ASSIGNMENT – Taking the records below, count the lines in which "Arguments" appears and supply only the count.

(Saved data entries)
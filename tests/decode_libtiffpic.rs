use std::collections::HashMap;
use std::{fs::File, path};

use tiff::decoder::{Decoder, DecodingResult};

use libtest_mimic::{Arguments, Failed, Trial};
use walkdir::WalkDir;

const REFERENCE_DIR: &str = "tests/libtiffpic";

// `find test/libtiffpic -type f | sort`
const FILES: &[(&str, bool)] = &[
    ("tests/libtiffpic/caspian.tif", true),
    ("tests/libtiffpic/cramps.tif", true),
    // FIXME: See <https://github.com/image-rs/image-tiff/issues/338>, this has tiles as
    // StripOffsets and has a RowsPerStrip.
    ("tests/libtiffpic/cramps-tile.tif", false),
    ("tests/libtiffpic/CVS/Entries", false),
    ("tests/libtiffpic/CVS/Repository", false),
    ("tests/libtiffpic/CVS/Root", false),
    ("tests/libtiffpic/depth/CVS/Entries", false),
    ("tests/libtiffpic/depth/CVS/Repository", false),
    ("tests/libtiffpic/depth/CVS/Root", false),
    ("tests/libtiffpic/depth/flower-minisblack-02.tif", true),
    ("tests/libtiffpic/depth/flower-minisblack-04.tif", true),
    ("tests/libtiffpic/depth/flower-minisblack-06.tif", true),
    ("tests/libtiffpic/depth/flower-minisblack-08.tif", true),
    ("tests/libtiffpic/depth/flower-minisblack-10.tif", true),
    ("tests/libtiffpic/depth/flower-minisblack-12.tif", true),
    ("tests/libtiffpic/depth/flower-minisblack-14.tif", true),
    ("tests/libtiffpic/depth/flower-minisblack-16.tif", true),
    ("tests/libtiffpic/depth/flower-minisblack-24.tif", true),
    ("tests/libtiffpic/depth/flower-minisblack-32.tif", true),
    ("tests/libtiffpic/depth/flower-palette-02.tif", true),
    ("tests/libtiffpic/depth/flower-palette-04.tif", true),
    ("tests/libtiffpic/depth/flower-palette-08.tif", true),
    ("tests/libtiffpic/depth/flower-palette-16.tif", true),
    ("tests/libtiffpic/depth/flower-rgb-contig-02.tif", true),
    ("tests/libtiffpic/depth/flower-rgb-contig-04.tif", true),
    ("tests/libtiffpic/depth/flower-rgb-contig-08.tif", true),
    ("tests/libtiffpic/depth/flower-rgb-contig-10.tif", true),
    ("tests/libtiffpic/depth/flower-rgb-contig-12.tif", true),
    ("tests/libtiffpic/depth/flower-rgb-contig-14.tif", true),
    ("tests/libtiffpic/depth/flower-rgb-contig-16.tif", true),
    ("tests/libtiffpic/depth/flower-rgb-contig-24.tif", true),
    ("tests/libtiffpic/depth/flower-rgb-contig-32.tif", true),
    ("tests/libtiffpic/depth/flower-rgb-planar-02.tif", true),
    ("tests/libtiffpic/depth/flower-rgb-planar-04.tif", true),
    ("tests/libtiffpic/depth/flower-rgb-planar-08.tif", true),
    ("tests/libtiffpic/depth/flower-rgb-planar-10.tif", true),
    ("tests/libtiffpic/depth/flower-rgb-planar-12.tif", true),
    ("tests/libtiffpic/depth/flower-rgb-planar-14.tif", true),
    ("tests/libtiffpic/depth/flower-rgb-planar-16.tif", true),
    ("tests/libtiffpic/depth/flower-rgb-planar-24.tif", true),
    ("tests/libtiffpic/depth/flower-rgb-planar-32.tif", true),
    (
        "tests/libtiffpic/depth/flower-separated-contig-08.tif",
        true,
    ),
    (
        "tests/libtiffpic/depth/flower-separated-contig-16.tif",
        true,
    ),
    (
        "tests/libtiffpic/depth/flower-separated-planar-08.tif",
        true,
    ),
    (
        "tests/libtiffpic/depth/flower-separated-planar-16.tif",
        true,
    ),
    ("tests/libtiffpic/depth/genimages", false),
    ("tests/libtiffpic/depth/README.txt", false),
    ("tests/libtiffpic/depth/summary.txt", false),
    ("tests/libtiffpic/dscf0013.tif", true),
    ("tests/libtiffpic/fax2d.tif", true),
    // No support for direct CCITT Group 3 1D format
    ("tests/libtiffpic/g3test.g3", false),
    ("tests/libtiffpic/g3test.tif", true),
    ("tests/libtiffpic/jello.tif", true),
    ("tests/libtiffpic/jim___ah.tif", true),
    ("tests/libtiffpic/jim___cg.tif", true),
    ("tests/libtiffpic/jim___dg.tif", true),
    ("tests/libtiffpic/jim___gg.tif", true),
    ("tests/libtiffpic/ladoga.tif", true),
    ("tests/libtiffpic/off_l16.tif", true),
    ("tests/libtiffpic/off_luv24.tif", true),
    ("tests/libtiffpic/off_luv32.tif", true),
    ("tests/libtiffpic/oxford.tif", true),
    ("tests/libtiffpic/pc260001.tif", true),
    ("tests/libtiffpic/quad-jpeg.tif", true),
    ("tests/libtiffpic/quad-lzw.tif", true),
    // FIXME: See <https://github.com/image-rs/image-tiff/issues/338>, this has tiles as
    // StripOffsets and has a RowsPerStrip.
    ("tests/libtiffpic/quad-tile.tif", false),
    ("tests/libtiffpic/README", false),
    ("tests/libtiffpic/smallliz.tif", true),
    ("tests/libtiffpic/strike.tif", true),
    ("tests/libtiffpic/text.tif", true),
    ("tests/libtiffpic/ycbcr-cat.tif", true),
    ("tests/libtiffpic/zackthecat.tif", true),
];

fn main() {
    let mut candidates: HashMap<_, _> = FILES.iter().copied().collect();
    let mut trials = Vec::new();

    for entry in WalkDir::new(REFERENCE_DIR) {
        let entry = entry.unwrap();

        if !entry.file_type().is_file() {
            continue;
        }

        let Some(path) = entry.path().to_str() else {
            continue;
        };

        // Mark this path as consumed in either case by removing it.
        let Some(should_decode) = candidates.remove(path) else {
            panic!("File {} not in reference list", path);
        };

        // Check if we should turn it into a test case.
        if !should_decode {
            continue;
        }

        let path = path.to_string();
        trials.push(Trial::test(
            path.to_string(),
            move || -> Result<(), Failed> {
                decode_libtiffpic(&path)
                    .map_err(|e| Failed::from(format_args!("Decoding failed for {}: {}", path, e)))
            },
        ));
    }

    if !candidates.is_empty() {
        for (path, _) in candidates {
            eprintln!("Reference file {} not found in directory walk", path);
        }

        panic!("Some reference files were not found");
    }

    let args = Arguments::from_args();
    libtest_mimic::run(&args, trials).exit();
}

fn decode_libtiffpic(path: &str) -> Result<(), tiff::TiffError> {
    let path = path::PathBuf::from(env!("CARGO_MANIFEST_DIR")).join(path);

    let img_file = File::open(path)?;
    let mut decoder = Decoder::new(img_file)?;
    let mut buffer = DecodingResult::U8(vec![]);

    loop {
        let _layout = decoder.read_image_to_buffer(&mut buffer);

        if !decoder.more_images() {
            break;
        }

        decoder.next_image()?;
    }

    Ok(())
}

TASK RESPONSE – 2